Microsoft Lashes Out At Justice Department Software Giant Contends Government’s Demands Could Turn Court Fight Over Browser Into ‘Farce’
Microsoft Corp. Tuesday accused the Justice Department of “stunning changes of position” that threaten to make a “farce” of a court fight about the software company’s strategy for marketing the Internet Explorer browser software.
Microsoft insisted in a court filing that it has complied in good faith with a federal judge’s Dec. 11 order that said the company must give computer manufacturers the option of removing Internet Explorer software from the Windows 95 personal computer operating system.
The Justice Department’s bid to make Microsoft come up with new ways to remove the browser - after learning that a computer won’t work if the program is simply deleted - proves Microsoft’s argument that the browser is an essential part of Windows 95 that shouldn’t be viewed as a separate product, the company said.
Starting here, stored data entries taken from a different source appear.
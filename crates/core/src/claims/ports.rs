//! Port interface for the claim endpoints of the queue service

use async_trait::async_trait;
use chrono::Duration;
use nimbus_domain::{ClaimId, ClaimRequest, ClaimSnapshot, MessageId, QueueName, Result};
use tokio_util::sync::CancellationToken;

/// Network operations the claim protocol needs from the queue service.
///
/// Implementations perform exactly one exchange per call, never retry, and
/// return `NimbusError::Cancelled` when `cancel` fires before the exchange
/// completes.
#[async_trait]
pub trait MessageQueuePort: Send + Sync {
    /// Claim up to `request.limit` unclaimed messages.
    ///
    /// Returns `None` when the server reports nothing was available.
    async fn create_claim(
        &self,
        queue: &QueueName,
        request: &ClaimRequest,
        cancel: &CancellationToken,
    ) -> Result<Option<ClaimSnapshot>>;

    /// Fetch the current server view of a claim.
    async fn query_claim(
        &self,
        queue: &QueueName,
        claim: &ClaimId,
        cancel: &CancellationToken,
    ) -> Result<ClaimSnapshot>;

    /// Set a new TTL on a claim; the server resets its age to zero.
    async fn renew_claim(
        &self,
        queue: &QueueName,
        claim: &ClaimId,
        ttl: Duration,
        cancel: &CancellationToken,
    ) -> Result<()>;

    /// Release a claim, making its undeleted messages visible again.
    async fn release_claim(
        &self,
        queue: &QueueName,
        claim: &ClaimId,
        cancel: &CancellationToken,
    ) -> Result<()>;

    /// Delete one message.
    ///
    /// With `claim`, the server deletes only if that claim holds the
    /// message. Without it, the server deletes only if nobody holds it.
    /// Either mismatch is `NimbusError::ClaimMismatch`.
    async fn delete_message(
        &self,
        queue: &QueueName,
        message: &MessageId,
        claim: Option<&ClaimId>,
        cancel: &CancellationToken,
    ) -> Result<()>;
}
“We have followed both the spirit and the letter of the court’s preliminary injunction,” said William Neukom, Microsoft’s senior vice president for law and corporate affairs. “Now that the DoJ understands the implications of its prior position, it wants to play by a new set of rules.”
In court filings Tuesday, Microsoft also challenged U.S. District Judge Thomas Penfield Jackson’s appointment of a Harvard law professor and high-technology legal expert to act as a special court official, or special master, in the case. The professor, Lawrence Lessig, is to make recommendations whether Microsoft violated a 1995 antitrust settlement by making computer manufacturers install Internet Explorer as a condition for getting permission to use the ubiquitous Windows 95 operating system.
The trial court fight currently centers on the Justice Department’s argument that Microsoft should come up with a better way to let computer makers remove the Internet browser from Windows 95 and should be fined $1 million a day if it doesn’t comply.
Microsoft responded to the judge’s Dec. 11 order by giving computer manufacturers two new options for installing Windows 95 - either of which will cripple or undermine a PC’s performance. The software industry leader repeated its insistence that it gave computer manufacturers permission to do exactly what the Department of Justice asked for, and what the court ordered.
“The DoJ in the span of two weeks has changed its mind completely,” Microsoft said in its court filing.
After arguing that computer makers should be allowed to delete from Windows 95 all the program files included in the retail version of Internet Explorer, the government now realizes that a computer won’t work if that’s done, Microsoft said. “The DoJ now wants the court to order Microsoft to put the vast majority of Internet Explorer back into the DoJ-designed version of Windows 95,” the company’s court brief said.
The government, Microsoft said, is trying to hold Microsoft in contempt “for doing precisely what the DoJ requested and the court ordered.”
Justice Department spokesman Michael Gordon said the government still thinks Microsoft isn’t trying to comply in good faith with the judge’s order. The government’s formal response to the latest Microsoft motion is to be filed Monday.